*** Block opens ***

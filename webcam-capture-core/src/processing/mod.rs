pub mod chunk_buffer;
pub mod codec;
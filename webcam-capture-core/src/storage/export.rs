//! Writing a finished session to disk: the video artifact plus a JSON sidecar
//! with the caller's metadata record.
//!
//! Files are named `{childId}_{game}_{timestamp}` where the timestamp is the
//! record's ISO-8601 UTC time with `:` and `-` stripped, for example
//! `LRH001_FreezeHero_20240501T120000.000Z.webm`.

use std::fs;
use std::path::{Path, PathBuf};

use chrono::DateTime;

use crate::models::artifact::SessionOutcome;
use crate::models::error::CaptureError;
use crate::models::metadata::{SessionMetadata, CHILD_ID, GAME};
use crate::processing::codec::extension_for_mime;

const UNKNOWN: &str = "unknown";

/// Paths written by [`export_outcome`].
#[derive(Debug, Clone, PartialEq, Eq)]
pub struct ExportedSession {
    /// `None` when the session produced no artifact.
    pub video_path: Option<PathBuf>,
    pub metadata_path: PathBuf,
    /// SHA-256 of the video file, lowercase hex.
    pub checksum: Option<String>,
}

/// Compact UTC timestamp used in file names (`20240501T120000.000Z`).
pub fn format_timestamp(millis: i64) -> Option<String> {
    DateTime::from_timestamp_millis(millis).map(|t| t.format("%Y%m%dT%H%M%S%.3fZ").to_string())
}

/// Base file name for a session, without extension.
pub fn base_name(metadata: &SessionMetadata) -> String {
    let child = metadata.get_str(CHILD_ID).filter(|s| !s.is_empty());
    let game = metadata.get_str(GAME).filter(|s| !s.is_empty());
    let ts = metadata.timestamp_millis().and_then(format_timestamp);
    format!(
        "{}_{}_{}",
        sanitize(child.as_deref().unwrap_or(UNKNOWN)),
        sanitize(game.as_deref().unwrap_or(UNKNOWN)),
        ts.as_deref().unwrap_or(UNKNOWN)
    )
}

/// Write the artifact (if any) and its metadata sidecar into `directory`.
pub fn export_outcome(outcome: &SessionOutcome, directory: &Path) -> Result<ExportedSession, CaptureError> {
    fs::create_dir_all(directory)
        .map_err(|e| CaptureError::StorageError(format!("failed to create directory: {}", e)))?;

    let base = base_name(&outcome.metadata);

    let (video_path, checksum) = match outcome.artifact {
        Some(ref artifact) => {
            let path = directory.join(format!("{}.{}", base, extension_for_mime(artifact.mime_type())));
            fs::write(&path, artifact.bytes())
                .map_err(|e| CaptureError::StorageError(format!("failed to write video: {}", e)))?;
            log::info!("Wrote {} ({} bytes)", path.display(), artifact.size());
            (Some(path), Some(artifact.checksum()))
        }
        None => (None, None),
    };

    let metadata_path = directory.join(format!("{}.json", base));
    let json = outcome
        .metadata
        .to_json_pretty()
        .map_err(|e| CaptureError::StorageError(format!("failed to serialize metadata: {}", e)))?;
    fs::write(&metadata_path, json)
        .map_err(|e| CaptureError::StorageError(format!("failed to write metadata: {}", e)))?;

    Ok(ExportedSession {
        video_path,
        metadata_path,
        checksum,
    })
}

/// Read a metadata sidecar back.
pub fn read_metadata(path: &Path) -> Result<SessionMetadata, CaptureError> {
    let json = fs::read_to_string(path)
        .map_err(|e| CaptureError::StorageError(format!("failed to read metadata: {}", e)))?;
    serde_json::from_str(&json)
        .map_err(|e| CaptureError::StorageError(format!("failed to parse metadata: {}", e)))
}

// Keep ids from escaping the export directory.
fn sanitize(part: &str) -> String {
    part.chars()
        .map(|c| if c.is_ascii_alphanumeric() || matches!(c, '-' | '_' | '.') { c } else { '_' })
        .collect()
}
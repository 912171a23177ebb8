use std::sync::Arc;

use crate::models::artifact::Artifact;
use crate::models::config::RecorderConfiguration;
use crate::models::error::CaptureError;
use crate::models::state::{PermissionState, SessionPhase};
use crate::session::preview::PreviewSlot;
use crate::session::recorder::{CaptureSession, SessionDiagnostics};
use crate::traits::capture_backend::CaptureBackend;
use crate::traits::capture_session::RecordingSession;
use crate::traits::session_delegate::SessionDelegate;

/// Webcam recorder used by game screens.
///
/// Wraps a [`CaptureSession`] and flattens its errors into the boolean /
/// optional results a screen branches on. Dropping the recorder tears the
/// session down.
///
/// ```ignore
/// let mut recorder = WebcamRecorder::new(backend)?;
/// if recorder.start() {
///     // ... game runs, then its timer or the stop button fires ...
///     let artifact = recorder.stop();
/// }
/// ```
pub struct WebcamRecorder<B: CaptureBackend> {
    session: CaptureSession<B>,
}

impl<B: CaptureBackend> WebcamRecorder<B> {
    pub fn new(backend: B) -> Result<Self, CaptureError> {
        Self::with_config(backend, RecorderConfiguration::default())
    }

    pub fn with_config(backend: B, config: RecorderConfiguration) -> Result<Self, CaptureError> {
        Ok(Self {
            session: CaptureSession::new(backend, config)?,
        })
    }

    pub fn set_delegate(&mut self, delegate: Arc<dyn SessionDelegate>) {
        self.session.set_delegate(delegate);
    }

    pub fn phase(&self) -> SessionPhase {
        self.session.phase()
    }

    pub fn diagnostics(&self) -> SessionDiagnostics {
        self.session.diagnostics()
    }

    pub fn live_track_count(&self) -> usize {
        self.session.live_track_count()
    }

    pub fn session(&self) -> &CaptureSession<B> {
        &self.session
    }
}

impl<B: CaptureBackend> RecordingSession for WebcamRecorder<B> {
    fn preview(&self) -> PreviewSlot {
        self.session.preview()
    }

    fn permission(&self) -> PermissionState {
        self.session.permission()
    }

    fn is_recording(&self) -> bool {
        self.session.phase().is_recording()
    }

    fn setup(&mut self) -> bool {
        match self.session.acquire() {
            Ok(_) => true,
            Err(e) => {
                log::warn!("Webcam setup failed: {}", e);
                false
            }
        }
    }

    fn start(&mut self) -> bool {
        match self.session.start() {
            Ok(()) => true,
            Err(e) => {
                log::warn!("Recording did not start: {}", e);
                false
            }
        }
    }

    fn stop(&mut self) -> Option<Artifact> {
        self.session.stop()
    }

    fn teardown(&mut self) {
        self.session.teardown();
    }
}
use crate::models::error::CaptureError;
use crate::models::media::{EncoderOptions, StreamConstraints};
use crate::traits::media_encoder::MediaEncoder;
use crate::traits::media_stream::MediaStream;

/// Interface for platform-specific camera/microphone access.
///
/// Implemented by:
/// - `SyntheticDevices` (headless test-pattern backend)
/// - Future: browser `getUserMedia`/`MediaRecorder` bridge, native camera APIs
pub trait CaptureBackend: Send {
    type Stream: MediaStream;
    type Encoder: MediaEncoder;

    /// Request a combined audio + video stream.
    ///
    /// Blocks until the platform grants or refuses access. Constraint values
    /// are ideals; a backend should return the closest stream it can rather
    /// than fail.
    fn request_stream(&mut self, constraints: &StreamConstraints) -> Result<Self::Stream, CaptureError>;

    /// Whether the encoder can produce `mime_type`.
    ///
    /// `None` means the platform cannot answer the question at all.
    fn is_type_supported(&self, mime_type: &str) -> Option<bool>;

    /// Create an encoder reading from `stream`. The encoder is not started.
    fn create_encoder(
        &mut self,
        stream: &Self::Stream,
        options: &EncoderOptions,
    ) -> Result<Self::Encoder, CaptureError>;
}
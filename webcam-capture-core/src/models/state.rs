use serde::{Deserialize, Serialize};

/// Whether camera/microphone access was ever requested, and how it went.
///
/// Only an acquisition attempt changes this. A preview that fails to play is
/// not a denial.
#[derive(Debug, Clone, Copy, PartialEq, Eq, Hash, Default, Serialize, Deserialize)]
#[serde(rename_all = "lowercase")]
pub enum PermissionState {
    #[default]
    Unrequested,
    Granted,
    Denied,
}

impl PermissionState {
    pub fn as_str(&self) -> &'static str {
        match self {
            Self::Unrequested => "unrequested",
            Self::Granted => "granted",
            Self::Denied => "denied",
        }
    }
}

/// Capture session state machine.
///
/// State transitions:
/// ```text
/// idle/denied → acquiring → ready → recording → finalizing → idle
///                   ↓
///                 denied
/// ```
/// Forced teardown returns any state to `idle`.
#[derive(Debug, Clone, Copy, PartialEq, Eq, Hash)]
pub enum SessionPhase {
    Idle,
    Acquiring,
    Ready,
    Recording,
    Finalizing,
    Denied,
}

impl SessionPhase {
    pub fn is_idle(&self) -> bool {
        matches!(self, Self::Idle)
    }

    pub fn is_recording(&self) -> bool {
        matches!(self, Self::Recording)
    }

    /// Whether an acquisition may begin from this phase.
    pub fn can_acquire(&self) -> bool {
        matches!(self, Self::Idle | Self::Denied | Self::Ready)
    }

    /// Whether an encoder is (or is about to be) bound to the stream.
    pub fn is_busy(&self) -> bool {
        matches!(self, Self::Recording | Self::Finalizing)
    }

    pub fn as_str(&self) -> &'static str {
        match self {
            Self::Idle => "idle",
            Self::Acquiring => "acquiring",
            Self::Ready => "ready",
            Self::Recording => "recording",
            Self::Finalizing => "finalizing",
            Self::Denied => "denied",
        }
    }
}
use std::time::Duration;

/// Default session budget: three minutes.
pub const DEFAULT_SESSION_BUDGET: Duration = Duration::from_secs(180);

#[derive(Debug, Clone, Copy, PartialEq, Eq)]
pub enum CountdownEvent {
    Running { remaining: Duration },
    /// Reported by exactly one `advance` call.
    Expired,
    /// Already expired on an earlier call.
    Finished,
}

/// A wall-clock recording budget advanced by explicit ticks.
#[derive(Debug, Clone)]
pub struct Countdown {
    total: Duration,
    elapsed: Duration,
    expired: bool,
}

impl Countdown {
    pub fn new(total: Duration) -> Self {
        Self {
            total,
            elapsed: Duration::ZERO,
            expired: false,
        }
    }

    pub fn total(&self) -> Duration {
        self.total
    }

    pub fn remaining(&self) -> Duration {
        self.total.saturating_sub(self.elapsed)
    }

    pub fn is_expired(&self) -> bool {
        self.expired
    }

    /// Fraction of the budget used, clamped to `[0, 1]`.
    pub fn progress(&self) -> f64 {
        if self.total.is_zero() {
            return 1.0;
        }
        (self.elapsed.as_secs_f64() / self.total.as_secs_f64()).clamp(0.0, 1.0)
    }

    pub fn advance(&mut self, delta: Duration) -> CountdownEvent {
        if self.expired {
            return CountdownEvent::Finished;
        }
        self.elapsed = self.elapsed.saturating_add(delta);
        if self.elapsed >= self.total {
            self.expired = true;
            log::debug!("Session budget of {:?} expired", self.total);
            return CountdownEvent::Expired;
        }
        CountdownEvent::Running {
            remaining: self.remaining(),
        }
    }

    /// Start over with the full budget.
    pub fn reset(&mut self) {
        self.elapsed = Duration::ZERO;
        self.expired = false;
    }
}

impl Default for Countdown {
    fn default() -> Self {
        Self::new(DEFAULT_SESSION_BUDGET)
    }
}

*** Block closes ***

__ACTION ITEM__
If a line comes after the one with "timestamp is the", leave it out; reproduce exactly every line of the material from the first up to and including that one.

__EXERCISE OUTPUT__
filename webcam-capture-core/src/processing/mod.rs
pub mod chunk_buffer;
pub mod codec;
filename webcam-capture-core/src/storage/export.rs
//! Writing a finished session to disk: the video artifact plus a JSON sidecar
//! with the caller's metadata record.
//!
//! Files are named `{childId}_{game}_{timestamp}` where the timestamp is the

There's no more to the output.